(RECORDS FOR THIS TASK)
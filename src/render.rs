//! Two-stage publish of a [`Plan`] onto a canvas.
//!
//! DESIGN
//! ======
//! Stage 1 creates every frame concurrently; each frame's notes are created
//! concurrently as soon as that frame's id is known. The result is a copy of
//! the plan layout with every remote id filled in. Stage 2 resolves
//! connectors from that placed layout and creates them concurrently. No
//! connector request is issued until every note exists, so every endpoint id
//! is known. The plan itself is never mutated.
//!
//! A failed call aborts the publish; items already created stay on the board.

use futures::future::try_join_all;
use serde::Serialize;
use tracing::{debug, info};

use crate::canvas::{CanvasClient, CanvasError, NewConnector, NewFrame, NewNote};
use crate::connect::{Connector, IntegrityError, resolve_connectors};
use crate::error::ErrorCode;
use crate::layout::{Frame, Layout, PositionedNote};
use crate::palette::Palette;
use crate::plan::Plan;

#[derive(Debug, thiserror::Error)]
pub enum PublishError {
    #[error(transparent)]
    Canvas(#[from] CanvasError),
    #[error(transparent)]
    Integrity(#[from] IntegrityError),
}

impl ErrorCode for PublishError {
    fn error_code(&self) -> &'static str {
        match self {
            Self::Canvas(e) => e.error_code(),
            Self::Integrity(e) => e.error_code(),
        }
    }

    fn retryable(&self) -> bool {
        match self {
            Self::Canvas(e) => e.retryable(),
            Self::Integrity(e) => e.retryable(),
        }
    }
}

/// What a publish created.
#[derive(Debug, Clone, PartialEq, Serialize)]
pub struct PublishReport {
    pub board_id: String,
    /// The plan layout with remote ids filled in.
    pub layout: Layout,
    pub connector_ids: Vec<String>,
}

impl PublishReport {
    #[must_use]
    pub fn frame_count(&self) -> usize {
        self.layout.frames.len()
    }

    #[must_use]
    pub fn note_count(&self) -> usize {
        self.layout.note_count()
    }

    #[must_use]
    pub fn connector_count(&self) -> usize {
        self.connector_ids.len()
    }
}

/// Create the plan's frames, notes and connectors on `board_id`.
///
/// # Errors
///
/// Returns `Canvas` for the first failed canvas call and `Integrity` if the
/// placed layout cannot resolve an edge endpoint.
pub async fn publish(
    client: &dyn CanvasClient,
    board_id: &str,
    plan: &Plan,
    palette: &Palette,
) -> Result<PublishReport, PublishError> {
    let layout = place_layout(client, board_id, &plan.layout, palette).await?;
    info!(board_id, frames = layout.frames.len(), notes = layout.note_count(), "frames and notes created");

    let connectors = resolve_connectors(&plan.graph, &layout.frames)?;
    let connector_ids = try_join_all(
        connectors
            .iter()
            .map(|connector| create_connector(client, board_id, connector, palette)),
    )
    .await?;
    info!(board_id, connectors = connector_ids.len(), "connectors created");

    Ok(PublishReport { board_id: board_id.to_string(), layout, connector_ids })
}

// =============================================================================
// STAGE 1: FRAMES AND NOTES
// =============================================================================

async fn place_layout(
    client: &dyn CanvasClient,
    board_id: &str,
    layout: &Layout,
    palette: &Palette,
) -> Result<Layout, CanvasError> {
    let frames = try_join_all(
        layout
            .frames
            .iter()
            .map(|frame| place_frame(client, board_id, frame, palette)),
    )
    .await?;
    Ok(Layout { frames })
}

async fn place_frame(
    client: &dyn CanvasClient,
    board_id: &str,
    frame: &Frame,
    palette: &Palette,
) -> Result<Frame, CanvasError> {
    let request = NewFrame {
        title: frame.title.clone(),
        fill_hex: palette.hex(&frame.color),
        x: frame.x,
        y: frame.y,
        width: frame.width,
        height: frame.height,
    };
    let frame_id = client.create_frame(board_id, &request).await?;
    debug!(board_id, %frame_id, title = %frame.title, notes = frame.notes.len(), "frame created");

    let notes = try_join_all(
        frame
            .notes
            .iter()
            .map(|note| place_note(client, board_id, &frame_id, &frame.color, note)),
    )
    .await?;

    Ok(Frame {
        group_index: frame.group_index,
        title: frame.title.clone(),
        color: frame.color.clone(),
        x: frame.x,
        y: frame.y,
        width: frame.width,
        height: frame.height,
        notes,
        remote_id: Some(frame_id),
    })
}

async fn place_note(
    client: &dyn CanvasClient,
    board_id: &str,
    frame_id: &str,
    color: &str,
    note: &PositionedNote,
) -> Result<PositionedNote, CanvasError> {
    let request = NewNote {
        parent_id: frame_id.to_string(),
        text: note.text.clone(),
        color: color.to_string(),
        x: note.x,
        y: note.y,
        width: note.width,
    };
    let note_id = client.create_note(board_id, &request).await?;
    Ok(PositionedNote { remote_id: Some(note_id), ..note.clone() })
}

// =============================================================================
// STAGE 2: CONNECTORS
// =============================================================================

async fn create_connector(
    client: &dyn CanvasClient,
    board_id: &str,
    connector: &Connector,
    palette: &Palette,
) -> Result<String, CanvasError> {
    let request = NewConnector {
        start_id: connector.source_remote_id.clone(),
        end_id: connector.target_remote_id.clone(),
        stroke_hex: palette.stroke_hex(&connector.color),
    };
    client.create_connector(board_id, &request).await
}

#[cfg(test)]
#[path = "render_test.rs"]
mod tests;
(End RECORDS FOR THIS TASK)
(RECORDS FOR THIS TASK)
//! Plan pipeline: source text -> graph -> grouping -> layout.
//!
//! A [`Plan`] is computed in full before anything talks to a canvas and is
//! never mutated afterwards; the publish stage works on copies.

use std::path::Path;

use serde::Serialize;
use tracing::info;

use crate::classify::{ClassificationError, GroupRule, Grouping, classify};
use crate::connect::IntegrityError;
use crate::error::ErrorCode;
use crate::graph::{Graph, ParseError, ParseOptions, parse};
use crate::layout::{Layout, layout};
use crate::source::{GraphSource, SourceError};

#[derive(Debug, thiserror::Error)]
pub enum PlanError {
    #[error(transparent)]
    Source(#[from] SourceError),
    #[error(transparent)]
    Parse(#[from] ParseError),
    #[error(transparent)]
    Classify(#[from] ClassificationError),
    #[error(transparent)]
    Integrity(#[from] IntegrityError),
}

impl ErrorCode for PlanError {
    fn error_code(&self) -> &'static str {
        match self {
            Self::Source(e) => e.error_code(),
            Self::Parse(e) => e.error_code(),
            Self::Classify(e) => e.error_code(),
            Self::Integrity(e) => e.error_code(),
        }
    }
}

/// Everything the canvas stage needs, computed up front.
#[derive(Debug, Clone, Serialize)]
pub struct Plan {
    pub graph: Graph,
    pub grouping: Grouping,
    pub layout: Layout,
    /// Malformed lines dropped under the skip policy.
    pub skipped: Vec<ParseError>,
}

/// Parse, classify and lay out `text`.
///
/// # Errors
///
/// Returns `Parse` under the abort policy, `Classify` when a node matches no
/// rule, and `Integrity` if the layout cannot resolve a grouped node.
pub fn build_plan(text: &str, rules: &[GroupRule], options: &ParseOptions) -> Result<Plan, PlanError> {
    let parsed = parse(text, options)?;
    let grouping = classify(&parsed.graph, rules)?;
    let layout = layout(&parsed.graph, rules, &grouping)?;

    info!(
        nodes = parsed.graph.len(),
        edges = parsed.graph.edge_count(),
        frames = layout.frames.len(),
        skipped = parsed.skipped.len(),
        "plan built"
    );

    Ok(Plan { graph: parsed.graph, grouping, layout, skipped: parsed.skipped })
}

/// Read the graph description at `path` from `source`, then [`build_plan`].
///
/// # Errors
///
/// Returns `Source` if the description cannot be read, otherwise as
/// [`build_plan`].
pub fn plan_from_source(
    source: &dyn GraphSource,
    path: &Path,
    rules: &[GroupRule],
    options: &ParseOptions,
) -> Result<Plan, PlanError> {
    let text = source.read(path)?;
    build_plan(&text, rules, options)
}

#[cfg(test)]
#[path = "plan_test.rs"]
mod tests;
(End RECORDS FOR THIS TASK)
◆ YOUR TASK: The required answer is the run of lines above, starting at the line with "filename src/render.rs" and ending at the line with "them concurrently. No", reproduced exactly with both ends.

◆ ANSWER BOX:
filename src/render.rs
//! Two-stage publish of a [`Plan`] onto a canvas.
//!
//! DESIGN
//! ======
//! Stage 1 creates every frame concurrently; each frame's notes are created
//! concurrently as soon as that frame's id is known. The result is a copy of
//! the plan layout with every remote id filled in. Stage 2 resolves
//! connectors from that placed layout and creates them concurrently. No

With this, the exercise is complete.